Engineering the Properties of Transparent Hybrid Coating toward High Hardness, Excellent Flexibility, and Multifunction

Transparent functional coatings with glass-like hardness and polymer-like flexibility are highly desirable for flexible and foldable displays. Although several coatings have been developed toward this goal, achieving a functional coating with 9H pencil hardness and extremely low bending radius of curvature (r(c)) remains a great challenge due to the inherent conflict between hardness and flexibility. To overcome this trade-off, a facile strategy is developed herein. The coating is an organic-inorganic hybrid nanocomposite that is prepared from thiol-acrylate polymerization of acrylo polyhedral oligomeric silsesquioxane and multifunctional thiols.
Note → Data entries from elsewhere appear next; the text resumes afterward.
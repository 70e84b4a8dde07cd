//! CSV helpers for bulk import/export
//!
//! Uploaded files are decoded as UTF-8 (after stripping a BOM) with a GBK
//! fallback, since sheets exported from Chinese-locale spreadsheet tools
//! arrive GBK-encoded. Exports are UTF-8 with a BOM so the same tools open
//! them correctly.

use axum::{
    http::{header, StatusCode},
    response::{IntoResponse, Response},
};
use std::collections::HashMap;

const UTF8_BOM: &[u8] = b"\xEF\xBB\xBF";

/// Decode uploaded CSV bytes to text
pub fn decode_upload(bytes: &[u8]) -> String {
    let bytes = bytes.strip_prefix(UTF8_BOM).unwrap_or(bytes);
    match std::str::from_utf8(bytes) {
        Ok(text) => text.to_string(),
        Err(_) => {
            let (decoded, _, _) = encoding_rs::GBK.decode(bytes);
            decoded.into_owned()
        },
    }
}

/// Map required header columns to their indices, reporting any that are
/// missing. Header names are matched after trimming, case-sensitively.
pub fn column_indices(
    headers: &csv::StringRecord,
    required: &[&str],
) -> Result<HashMap<String, usize>, Vec<String>> {
    let mut indices = HashMap::new();
    for (index, name) in headers.iter().enumerate() {
        indices.insert(name.trim().to_string(), index);
    }

    let missing: Vec<String> = required
        .iter()
        .filter(|name| !indices.contains_key(**name))
        .map(|name| name.to_string())
        .collect();

    if missing.is_empty() {
        Ok(indices)
    } else {
        Err(missing)
    }
}

/// Field accessor for one parsed row, tolerant of short records
pub fn field<'a>(
    record: &'a csv::StringRecord,
    indices: &HashMap<String, usize>,
    name: &str,
) -> &'a str {
    indices
        .get(name)
        .and_then(|index| record.get(*index))
        .map(|value| value.trim())
        .unwrap_or("")
}

/// Build a `text/csv` attachment response with a UTF-8 BOM
pub fn attachment(filename: &str, body: String) -> Response {
    let mut bytes = Vec::with_capacity(body.len() + UTF8_BOM.len());
    bytes.extend_from_slice(UTF8_BOM);
    bytes.extend_from_slice(body.as_bytes());

    (
        StatusCode::OK,
        [
            (header::CONTENT_TYPE, "text/csv; charset=utf-8".to_string()),
            (
                header::CONTENT_DISPOSITION,
                format!("attachment; filename=\"{}\"", filename),
            ),
        ],
        bytes,
    )
        .into_response()
}

/// Outcome of a bulk import
#[derive(Debug, Default, serde::Serialize)]
pub struct ImportReport {
    pub created: usize,
    pub updated: usize,
    pub errors: Vec<String>,
}

impl ImportReport {
    /// Record one failed row. `line` is 1-based and counts the header line.
    pub fn row_error(&mut self, line: usize, reason: impl std::fmt::Display) {
        self.errors.push(format!("Row {}: {}", line, reason));
    }
}

#[cfg(test)]
mod tests {
    use super::*;

    #[test]
    fn test_decode_strips_bom() {
        let mut bytes = UTF8_BOM.to_vec();
        bytes.extend_from_slice(b"name,email\n");
        assert_eq!(decode_upload(&bytes), "name,email\n");
    }

    #[test]
    fn test_decode_gbk_fallback() {
        // "中国" in GBK
        let gbk = [0xD6u8, 0xD0, 0xB9, 0xFA];
        assert_eq!(decode_upload(&gbk), "中国");
    }

    #[test]
    fn test_decode_plain_utf8() {
        assert_eq!(decode_upload("país".as_bytes()), "país");
    }

    #[test]
    fn test_column_indices_reports_missing() {
        let headers = csv::StringRecord::from(vec!["name", "email"]);
        let result = column_indices(&headers, &["name", "email", "role", "phone"]);
        assert_eq!(result.unwrap_err(), vec!["role", "phone"]);

        let headers = csv::StringRecord::from(vec![" name ", "email", "role"]);
        let indices = column_indices(&headers, &["name", "role"]).unwrap();
        assert_eq!(indices["name"], 0);
        assert_eq!(indices["role"], 2);
    }

    #[test]
    fn test_field_tolerates_short_records() {
        let headers = csv::StringRecord::from(vec!["name", "email", "phone"]);
        let indices = column_indices(&headers, &["name"]).unwrap();
        let record = csv::StringRecord::from(vec!["Ana"]);
        assert_eq!(field(&record, &indices, "name"), "Ana");
        assert_eq!(field(&record, &indices, "phone"), "");
        assert_eq!(field(&record, &indices, "missing"), "");
    }

    #[test]
    fn test_import_report_lines() {
        let mut report = ImportReport::default();
        report.row_error(3, "email is required");
        assert_eq!(report.errors, vec!["Row 3: email is required"]);
    }
}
The former provides the desired hardness, while the latter affords high flexibility and the maximum level of chemical bonding for organic-inorganic phases. Because of the good miscibility and varied functionality of monomers, we are able to manipulate the composition and internal structure of coating systematically, endowing it with high transparency (98%, 550 nm), super hardness (9H), excellent low modulus (1.85 GPa, the most flexible one to date), and the ability to withstand steel wool's abrasion and repeated bending (r(c) = 0.8 mm) 10 000 times on PET film. On the final coating, both antifouling and antibacterial abilities are integrated without sacrificing its other properties after postfunctionalizing a zwitterionic layer. This work balances the hardness-flexibility conflict effectively and provides some useful protective coatings for next-generation displays.